Please copy out the lines in the entries that contain "TextChunk".

* _Stored entries_
-=-=-=-=-

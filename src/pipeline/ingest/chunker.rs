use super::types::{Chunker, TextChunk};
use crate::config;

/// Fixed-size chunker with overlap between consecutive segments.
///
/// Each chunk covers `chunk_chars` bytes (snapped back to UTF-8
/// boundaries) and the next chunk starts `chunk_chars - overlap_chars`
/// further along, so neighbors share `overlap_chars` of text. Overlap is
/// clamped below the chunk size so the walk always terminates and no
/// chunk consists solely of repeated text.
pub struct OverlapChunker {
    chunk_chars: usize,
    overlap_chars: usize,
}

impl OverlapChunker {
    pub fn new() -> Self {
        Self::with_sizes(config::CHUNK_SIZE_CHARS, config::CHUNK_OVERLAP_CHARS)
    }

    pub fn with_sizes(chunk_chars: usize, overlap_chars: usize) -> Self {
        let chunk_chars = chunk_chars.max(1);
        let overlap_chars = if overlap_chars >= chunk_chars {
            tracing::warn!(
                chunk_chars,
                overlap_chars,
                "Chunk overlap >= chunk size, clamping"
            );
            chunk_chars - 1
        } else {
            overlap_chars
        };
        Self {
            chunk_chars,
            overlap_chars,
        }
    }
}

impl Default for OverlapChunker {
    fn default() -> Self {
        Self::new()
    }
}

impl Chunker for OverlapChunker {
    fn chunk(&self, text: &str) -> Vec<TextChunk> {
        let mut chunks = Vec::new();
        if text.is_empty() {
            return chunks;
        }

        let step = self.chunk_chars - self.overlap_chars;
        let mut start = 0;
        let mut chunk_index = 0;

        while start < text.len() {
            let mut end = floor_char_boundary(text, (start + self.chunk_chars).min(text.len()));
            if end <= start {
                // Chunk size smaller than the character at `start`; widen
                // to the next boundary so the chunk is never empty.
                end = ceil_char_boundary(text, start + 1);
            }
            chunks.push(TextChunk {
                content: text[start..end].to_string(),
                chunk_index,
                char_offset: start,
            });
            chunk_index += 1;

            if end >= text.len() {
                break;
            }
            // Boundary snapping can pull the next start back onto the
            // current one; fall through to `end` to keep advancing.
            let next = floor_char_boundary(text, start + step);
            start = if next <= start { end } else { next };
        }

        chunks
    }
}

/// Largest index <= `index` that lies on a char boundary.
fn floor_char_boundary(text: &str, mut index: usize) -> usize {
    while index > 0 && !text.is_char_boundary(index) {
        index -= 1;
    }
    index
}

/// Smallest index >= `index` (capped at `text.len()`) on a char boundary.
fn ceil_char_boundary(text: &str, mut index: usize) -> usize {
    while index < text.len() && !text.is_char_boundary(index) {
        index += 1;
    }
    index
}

-=-=-=-=-

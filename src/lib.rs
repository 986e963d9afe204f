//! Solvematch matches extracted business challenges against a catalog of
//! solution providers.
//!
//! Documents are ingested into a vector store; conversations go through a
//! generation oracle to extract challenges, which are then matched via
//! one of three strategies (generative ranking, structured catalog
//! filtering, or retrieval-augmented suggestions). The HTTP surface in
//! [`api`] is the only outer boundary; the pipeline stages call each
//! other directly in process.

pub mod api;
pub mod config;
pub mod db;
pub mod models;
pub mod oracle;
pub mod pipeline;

-=-=-=-=-

* _Response area_
use super::types::{Chunker, TextChunk};
    fn chunk(&self, text: &str) -> Vec<TextChunk> {
            chunks.push(TextChunk {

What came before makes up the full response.